[Problem]
Scan the records below, and wherever a line has the word "TaskStatus", pull it out.

Exercise data below:

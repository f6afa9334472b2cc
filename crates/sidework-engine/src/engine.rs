//! Task engine — worker dispatch and report marshaling.
//!
//! Bridges the registry's bookkeeping with actual execution: each started
//! task gets its own spawned tokio task, and every report travels back to
//! the caller through the delivery context captured at start time.

use crate::worker::{ProgressFn, TaskWorker, WorkerContext};
use futures::FutureExt;
use sidework_registry::{
    CompletionReport, Dispatcher, ProgressReport, RegistryConfig, TaskError, TaskHandle, TaskId,
    TaskOutcome, TaskRegistry, TaskStatus, WorkerError,
};
use serde_json::Value;
use std::panic::AssertUnwindSafe;
use std::sync::Arc;
use tracing::debug;

/// Orchestrates worker dispatch onto background tokio tasks and marshals
/// progress/completion reports back onto the caller's delivery context.
///
/// One engine serves any number of concurrently live tasks of its worker's
/// payload type; there is no bound beyond task-id uniqueness (and the
/// optional registry cap).
pub struct TaskEngine<W: TaskWorker> {
    registry: TaskRegistry,
    worker: Arc<W>,
}

impl<W: TaskWorker> Clone for TaskEngine<W> {
    fn clone(&self) -> Self {
        Self {
            registry: self.registry.clone(),
            worker: Arc::clone(&self.worker),
        }
    }
}

impl<W: TaskWorker> TaskEngine<W> {
    /// Create an engine around `worker` with an unbounded registry.
    pub fn new(worker: W) -> Self {
        Self::with_config(worker, RegistryConfig::default())
    }

    /// Create an engine with a custom registry configuration.
    pub fn with_config(worker: W, config: RegistryConfig) -> Self {
        Self {
            registry: TaskRegistry::with_config(config),
            worker: Arc::new(worker),
        }
    }

    /// The underlying registry.
    pub fn registry(&self) -> &TaskRegistry {
        &self.registry
    }

    /// Number of currently live tasks.
    pub async fn live_count(&self) -> usize {
        self.registry.live_count().await
    }

    /// Start a task. See [`TaskEngine::start_with_token`].
    pub async fn start<FP, FC>(
        &self,
        input: W::Input,
        task_id: impl Into<TaskId>,
        dispatcher: Arc<dyn Dispatcher>,
        on_progress: FP,
        on_completion: FC,
    ) -> Result<(), TaskError>
    where
        FP: Fn(ProgressReport<W::Progress>) + Send + Sync + 'static,
        FC: FnOnce(CompletionReport<W::Output>) + Send + 'static,
    {
        self.start_with_token(input, task_id, None, dispatcher, on_progress, on_completion)
            .await
    }

    /// Start a task, carrying an opaque user token echoed on every report.
    ///
    /// Captures `dispatcher` as the task's delivery context, registers the
    /// task (a duplicate id fails here, before anything is spawned), then
    /// dispatches the worker onto a background tokio task and returns.
    /// Never blocks on worker completion.
    ///
    /// `on_completion` runs exactly once per started task; `on_progress`
    /// runs zero or more times, all strictly before the completion and in
    /// the order the worker produced them. Both run on the dispatcher's
    /// context, never inline on the worker's.
    pub async fn start_with_token<FP, FC>(
        &self,
        input: W::Input,
        task_id: impl Into<TaskId>,
        user_token: Option<Value>,
        dispatcher: Arc<dyn Dispatcher>,
        on_progress: FP,
        on_completion: FC,
    ) -> Result<(), TaskError>
    where
        FP: Fn(ProgressReport<W::Progress>) + Send + Sync + 'static,
        FC: FnOnce(CompletionReport<W::Output>) + Send + 'static,
    {
        let task_id = task_id.into();

        let mut handle = TaskHandle::new(Arc::clone(&dispatcher));
        if let Some(token) = user_token.clone() {
            handle = handle.with_user_token(token);
        }
        // Duplicate ids surface here, synchronously; no worker is spawned.
        self.registry.start(task_id.clone(), handle).await?;

        let registry = self.registry.clone();
        let worker = Arc::clone(&self.worker);
        let on_progress: ProgressFn<W::Progress> = Arc::new(on_progress);

        tokio::spawn(async move {
            let outcome = match registry.update_status(&task_id, TaskStatus::Running).await {
                Ok(_) => {
                    let mut ctx =
                        WorkerContext::new(task_id.clone(), registry.clone(), on_progress);
                    match AssertUnwindSafe(worker.run(input, &mut ctx))
                        .catch_unwind()
                        .await
                    {
                        Ok(Ok(output)) => TaskOutcome::Completed(output),
                        Ok(Err(err)) => TaskOutcome::Failed(err),
                        Err(panic) => {
                            TaskOutcome::Failed(WorkerError::Panicked(panic_message(&*panic)))
                        }
                    }
                }
                // Entry already cancelled away before the worker got a slice.
                Err(_) => TaskOutcome::Cancelled,
            };

            // Whichever removal happens first wins and fixes the terminal
            // outcome: losing to the cancel path means Cancelled, regardless
            // of what the worker returned.
            let outcome = if registry.remove(&task_id).await {
                outcome
            } else {
                TaskOutcome::Cancelled
            };

            debug!(task_id = %task_id, status = ?outcome.status(), "Task reached terminal status");
            let report = CompletionReport::new(task_id, user_token, outcome);
            dispatcher.post(Box::new(move || on_completion(report)));
        });

        Ok(())
    }

    /// Request cooperative cancellation of `task_id`.
    ///
    /// Returns immediately: the registry no longer considers the task live
    /// and no further progress will be delivered, but the worker may still
    /// be unwinding. Its completion report (with the cancelled outcome) is
    /// still delivered. Unknown or already-finished ids are a silent no-op.
    pub async fn cancel(&self, task_id: &TaskId) {
        self.registry.cancel(task_id).await;
    }
}

fn panic_message(payload: &(dyn std::any::Any + Send)) -> String {
    if let Some(message) = payload.downcast_ref::<&str>() {
        (*message).to_string()
    } else if let Some(message) = payload.downcast_ref::<String>() {
        message.clone()
    } else {
        "worker panicked".to_string()
    }
}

End of Exercise data.

[Output below]
    TaskOutcome, TaskRegistry, TaskStatus, WorkerError,
            let outcome = match registry.update_status(&task_id, TaskStatus::Running).await {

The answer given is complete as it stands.